**ACTION ITEM:** Extract, from the records beneath this instruction, each line that contains the word "hello".

**EXTRACTED RECORDS:**
---
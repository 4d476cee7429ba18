//! Tests for Store
//!
//! These tests verify:
//! - Put/get round trips across block boundaries
//! - Name and size validation
//! - Entry table exhaustion and block exhaustion
//! - Partial write policies
//! - Deletion and block reuse
//! - Listing, space map and consistency checks

use std::cell::Cell;
use std::io;
use std::rc::Rc;

use flatvfs::config::{Config, PartialWritePolicy};
use flatvfs::layout::{BLOCK_SIZE, MAX_ENTRY_SIZE};
use flatvfs::store::{RegionKind, Store};
use flatvfs::{BlockDevice, MemDevice, Result, VfsError};

// =============================================================================
// Helper Functions
// =============================================================================

fn setup_mem_store(blocks: u64) -> Store<MemDevice> {
    Store::format(MemDevice::new(), blocks * BLOCK_SIZE, Config::default()).unwrap()
}

fn setup_mem_store_with(blocks: u64, config: Config) -> Store<MemDevice> {
    Store::format(MemDevice::new(), blocks * BLOCK_SIZE, config).unwrap()
}

fn reopen(store: Store<MemDevice>) -> Store<MemDevice> {
    let config = *store.config();
    Store::mount(store.into_device(), config).unwrap()
}

fn pattern(len: usize, seed: u8) -> Vec<u8> {
    (0..len)
        .map(|i| (i as u8).wrapping_mul(31).wrapping_add(seed))
        .collect()
}

/// MemDevice whose writes fail while they overlap an armed byte range
struct FlakyDevice {
    inner: MemDevice,
    fail_writes: Rc<Cell<Option<(u64, u64)>>>,
}

impl BlockDevice for FlakyDevice {
    fn read_at(&mut self, offset: u64, buf: &mut [u8]) -> Result<()> {
        self.inner.read_at(offset, buf)
    }

    fn write_at(&mut self, offset: u64, buf: &[u8]) -> Result<()> {
        if let Some((start, end)) = self.fail_writes.get() {
            if offset < end && offset + buf.len() as u64 > start {
                return Err(io::Error::new(io::ErrorKind::Other, "injected write failure").into());
            }
        }
        self.inner.write_at(offset, buf)
    }

    fn set_len(&mut self, len: u64) -> Result<()> {
        self.inner.set_len(len)
    }

    fn len(&mut self) -> Result<u64> {
        self.inner.len()
    }

    fn sync(&mut self) -> Result<()> {
        self.inner.sync()
    }
}

fn setup_flaky_store(blocks: u64) -> (Store<FlakyDevice>, Rc<Cell<Option<(u64, u64)>>>) {
    let fail_writes = Rc::new(Cell::new(None));
    let device = FlakyDevice {
        inner: MemDevice::new(),
        fail_writes: Rc::clone(&fail_writes),
    };
    let store = Store::format(device, blocks * BLOCK_SIZE, Config::default()).unwrap();
    (store, fail_writes)
}

fn pointers_of(store: &Store<MemDevice>, slot: usize) -> Vec<u32> {
    store.table().get(slot).unwrap().pointers().collect()
}

// =============================================================================
// Round Trip Tests
// =============================================================================

#[test]
fn test_round_trip_sizes() {
    let mut store = setup_mem_store(64);
    let sizes = [0usize, 1, 4095, 4096, 4097, 5000, MAX_ENTRY_SIZE as usize];

    for (i, &size) in sizes.iter().enumerate() {
        let name = format!("file{}", i);
        let data = pattern(size, i as u8);
        store.put(&name, &data).unwrap();
        assert_eq!(store.read(&name).unwrap(), data, "size {}", size);
    }

    store.check().unwrap();
}

#[test]
fn test_round_trip_survives_reopen() {
    let mut store = setup_mem_store(16);
    let data = pattern(9000, 7);
    store.put("data.bin", &data).unwrap();

    let mut store = reopen(store);

    assert_eq!(store.read("data.bin").unwrap(), data);
    store.check().unwrap();
}

#[test]
fn test_get_into_sink_returns_size() {
    let mut store = setup_mem_store(4);
    store.put("a", b"hello world").unwrap();

    let mut sink = Vec::new();
    let n = store.get("a", &mut sink).unwrap();

    assert_eq!(n, 11);
    assert_eq!(sink, b"hello world");
}

#[test]
fn test_empty_entry_uses_no_blocks() {
    let mut store = setup_mem_store(4);
    let slot = store.put("empty", b"").unwrap();

    assert!(pointers_of(&store, slot).is_empty());
    assert_eq!(store.stats().used_blocks, 0);
    assert!(store.read("empty").unwrap().is_empty());
}

#[test]
fn test_put_from_short_reader_records_actual_size() {
    let mut store = setup_mem_store(4);
    let data = pattern(3000, 1);

    store.put_from("short", &data[..], 5000).unwrap();

    let listed: Vec<_> = store.list().collect();
    assert_eq!(listed[0].size, 3000);
    assert_eq!(store.read("short").unwrap(), data);
    store.check().unwrap();
}

// =============================================================================
// Validation Tests
// =============================================================================

#[test]
fn test_invalid_names() {
    let mut store = setup_mem_store(4);

    assert!(matches!(store.put("", b"x"), Err(VfsError::InvalidName { .. })));
    assert!(matches!(
        store.put("sixteen-chars.xy", b"x"),
        Err(VfsError::InvalidName { .. })
    ));
    assert!(store.put("fifteen-chars.x", b"x").is_ok());
    assert_eq!(store.stats().entries, 1);
}

#[test]
fn test_duplicate_name_keeps_original() {
    let mut store = setup_mem_store(4);
    store.put("a", b"one").unwrap();

    let result = store.put("a", b"two");

    assert!(matches!(result, Err(VfsError::DuplicateName(_))));
    assert_eq!(store.read("a").unwrap(), b"one");
    assert_eq!(store.stats().used_blocks, 1);
}

#[test]
fn test_capacity_boundary() {
    let mut store = setup_mem_store(40);
    let before = store.stats();

    let too_big = vec![0u8; MAX_ENTRY_SIZE as usize + 1];
    assert!(matches!(
        store.put("big", &too_big),
        Err(VfsError::FileTooLarge { .. })
    ));
    assert_eq!(store.stats(), before);

    let max = pattern(MAX_ENTRY_SIZE as usize, 3);
    store.put("max", &max).unwrap();
    assert_eq!(store.stats().used_blocks, 32);
    assert_eq!(store.read("max").unwrap(), max);
}

#[test]
fn test_missing_entry() {
    let mut store = setup_mem_store(4);

    assert!(matches!(store.read("nope"), Err(VfsError::NotFound(_))));
    assert!(matches!(store.delete("nope"), Err(VfsError::NotFound(_))));
}

// =============================================================================
// Capacity Tests
// =============================================================================

#[test]
fn test_table_full() {
    let mut store = setup_mem_store(2);
    store.put("a", b"").unwrap();
    store.put("b", b"").unwrap();

    assert!(matches!(store.put("c", b""), Err(VfsError::TableFull)));
}

#[test]
fn test_out_of_space_rolls_back() {
    let mut store = setup_mem_store(3);
    store.put("a", b"x").unwrap();

    let result = store.put("b", &pattern(3 * 4096, 0));

    assert!(matches!(result, Err(VfsError::OutOfSpace)));
    assert_eq!(store.stats().used_blocks, 1);
    assert!(matches!(store.read("b"), Err(VfsError::NotFound(_))));
    store.check().unwrap();

    // The freed blocks are usable again, also after reopening
    let mut store = reopen(store);
    store.check().unwrap();
    store.put("c", &pattern(2 * 4096, 1)).unwrap();
    assert_eq!(store.stats().free_blocks, 0);
}

#[test]
fn test_out_of_space_keep_allocated_leaks_blocks() {
    let config = Config::builder()
        .partial_write_policy(PartialWritePolicy::KeepAllocated)
        .build();
    let mut store = setup_mem_store_with(3, config);
    store.put("a", b"x").unwrap();

    let result = store.put("b", &pattern(3 * 4096, 0));

    assert!(matches!(result, Err(VfsError::OutOfSpace)));
    assert_eq!(store.stats().used_blocks, 3);
    assert_eq!(store.stats().entries, 1);
    assert!(matches!(store.check(), Err(VfsError::Corruption(_))));

    let store = reopen(store);
    assert_eq!(store.stats().used_blocks, 3);
    assert_eq!(store.list().count(), 1);
}

#[test]
fn test_out_of_space_frees_the_reserved_slot() {
    let mut store = setup_mem_store(2);

    assert!(matches!(
        store.put("big", &pattern(3 * 4096, 0)),
        Err(VfsError::OutOfSpace)
    ));

    // Slot 0 is free again and gets reused
    assert_eq!(store.put("small", b"ok").unwrap(), 0);
}

// =============================================================================
// Failed Write Tests
// =============================================================================

#[test]
fn test_data_write_error_rolls_back_put() {
    let (mut store, fail_writes) = setup_flaky_store(8);
    store.put("a", b"x").unwrap();
    let before = store.stats();

    let layout = *store.layout();
    fail_writes.set(Some((layout.data_offset(), layout.total_size())));

    let result = store.put("b", &pattern(3 * 4096, 2));

    assert!(matches!(result, Err(VfsError::Io(_))));
    assert_eq!(store.stats(), before);
    assert!(matches!(store.read("b"), Err(VfsError::NotFound(_))));
    store.check().unwrap();

    // Nothing leaked to disk either
    fail_writes.set(None);
    let store = Store::mount(store.into_device(), Config::default()).unwrap();
    assert_eq!(store.stats(), before);
    store.check().unwrap();
}

#[test]
fn test_entry_slot_write_error_rolls_back_put() {
    let (mut store, fail_writes) = setup_flaky_store(8);
    store.put("a", b"x").unwrap();
    let before = store.stats();

    let layout = *store.layout();
    fail_writes.set(Some((layout.entry_table_offset(), layout.data_offset())));

    let result = store.put("b", &pattern(2 * 4096, 2));

    assert!(matches!(result, Err(VfsError::Io(_))));
    assert_eq!(store.stats(), before);
    assert_eq!(store.list().count(), 1);
    store.check().unwrap();

    // The session stays usable once the device recovers
    fail_writes.set(None);
    store.put("c", &pattern(100, 3)).unwrap();
    store.check().unwrap();
}

#[test]
fn test_out_of_space_rollback_survives_slot_write_error() {
    let (mut store, fail_writes) = setup_flaky_store(3);
    let layout = *store.layout();
    fail_writes.set(Some((layout.entry_table_offset(), layout.data_offset())));

    let result = store.put("big", &pattern(4 * 4096, 0));

    assert!(matches!(result, Err(VfsError::OutOfSpace)));
    assert_eq!(store.stats().used_blocks, 0);
    assert_eq!(store.stats().entries, 0);
    store.check().unwrap();
}

// =============================================================================
// Delete Tests
// =============================================================================

#[test]
fn test_delete_frees_blocks_for_reuse() {
    let mut store = setup_mem_store(8);
    let slot_a = store.put("a", &pattern(5000, 1)).unwrap();
    store.put("b", &pattern(100, 2)).unwrap();
    let freed = pointers_of(&store, slot_a);

    store.delete("a").unwrap();
    assert_eq!(store.stats().used_blocks, 1);

    let slot_c = store.put("c", &pattern(6000, 3)).unwrap();

    assert_eq!(slot_c, slot_a);
    assert_eq!(pointers_of(&store, slot_c), freed);
    assert_eq!(store.read("b").unwrap(), pattern(100, 2));
    store.check().unwrap();
}

#[test]
fn test_delete_persists() {
    let mut store = setup_mem_store(4);
    store.put("a", b"data").unwrap();
    store.delete("a").unwrap();

    let store = reopen(store);

    assert_eq!(store.list().count(), 0);
    assert_eq!(store.stats().used_blocks, 0);
}

#[test]
fn test_allocation_invariant_over_mixed_operations() {
    let mut store = setup_mem_store(20);

    for round in 0..5u8 {
        for i in 0..4u8 {
            let name = format!("r{}-{}", round, i);
            let size = (i as usize + 1) * 3000 + round as usize;
            store.put(&name, &pattern(size, i)).unwrap();
            store.check().unwrap();
        }
        for i in (0..4u8).step_by(2) {
            store.delete(&format!("r{}-{}", round, i)).unwrap();
            store.check().unwrap();
        }
        for i in (1..4u8).step_by(2) {
            store.delete(&format!("r{}-{}", round, i)).unwrap();
        }
    }

    assert_eq!(store.stats().used_blocks, 0);
    store.check().unwrap();
}

// =============================================================================
// Listing and Space Map Tests
// =============================================================================

#[test]
fn test_list_follows_slot_order() {
    let mut store = setup_mem_store(8);
    store.put("zeta", b"1").unwrap();
    store.put("alpha", b"22").unwrap();
    store.put("mid", b"333").unwrap();
    store.delete("zeta").unwrap();
    store.put("new", b"4444").unwrap();

    let names: Vec<_> = store.list().map(|e| (e.name, e.size)).collect();

    assert_eq!(
        names,
        vec![
            ("new".to_string(), 4),
            ("alpha".to_string(), 2),
            ("mid".to_string(), 3)
        ]
    );

    // Restartable
    assert_eq!(store.list().count(), 3);
}

#[test]
fn test_space_map_fixed_regions() {
    let store = setup_mem_store(10);
    let map = store.space_map();
    let regions = map.regions();

    assert_eq!(regions[0].kind, RegionKind::Header);
    assert_eq!((regions[0].offset, regions[0].size), (0, 8));
    assert_eq!(regions[1].kind, RegionKind::Bitmap);
    assert_eq!((regions[1].offset, regions[1].size), (8, 2));
    assert_eq!(regions[2].kind, RegionKind::Entries);
    assert_eq!((regions[2].offset, regions[2].size), (10, 1480));
    assert_eq!(regions.len(), 4);
}

#[test]
fn test_space_map_zero_blocks() {
    let store = setup_mem_store(0);

    assert_eq!(store.space_map().regions().len(), 3);
    assert_eq!(store.space_map().block_runs().count(), 0);
}

#[test]
fn test_space_map_display() {
    let mut store = setup_mem_store(4);
    store.put("a", b"x").unwrap();

    let text = store.space_map().to_string();
    let lines: Vec<_> = text.lines().collect();

    assert_eq!(lines.len(), 6);
    assert!(lines[0].starts_with("Type"));
    assert!(lines[4].starts_with("USED"));
    assert!(lines[4].contains("4096"));
    assert!(lines[5].starts_with("FREE"));
    assert!(lines[5].contains("12288"));
}

// =============================================================================
// Consistency Tests
// =============================================================================

#[test]
fn test_check_detects_orphaned_block() {
    let mut store = setup_mem_store(10);
    store.put("a", b"x").unwrap();

    let mut image = store.into_device().into_bytes();
    // Bitmap starts at byte 8; mark block 5 used without an owner
    image[8] |= 0x80 >> 5;

    let store = Store::mount(MemDevice::from_bytes(image), Config::default()).unwrap();
    assert!(matches!(store.check(), Err(VfsError::Corruption(_))));
}

#[test]
fn test_check_detects_dangling_pointer() {
    let mut store = setup_mem_store(10);
    store.put("a", b"x").unwrap();

    let mut image = store.into_device().into_bytes();
    // Clear every bitmap bit while the entry still points at block 0
    image[8] = 0;

    let store = Store::mount(MemDevice::from_bytes(image), Config::default()).unwrap();
    assert!(matches!(store.check(), Err(VfsError::Corruption(_))));
}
---
**ANSWER TO THIS PROBLEM:**
    store.put("a", b"hello world").unwrap();
    assert_eq!(sink, b"hello world");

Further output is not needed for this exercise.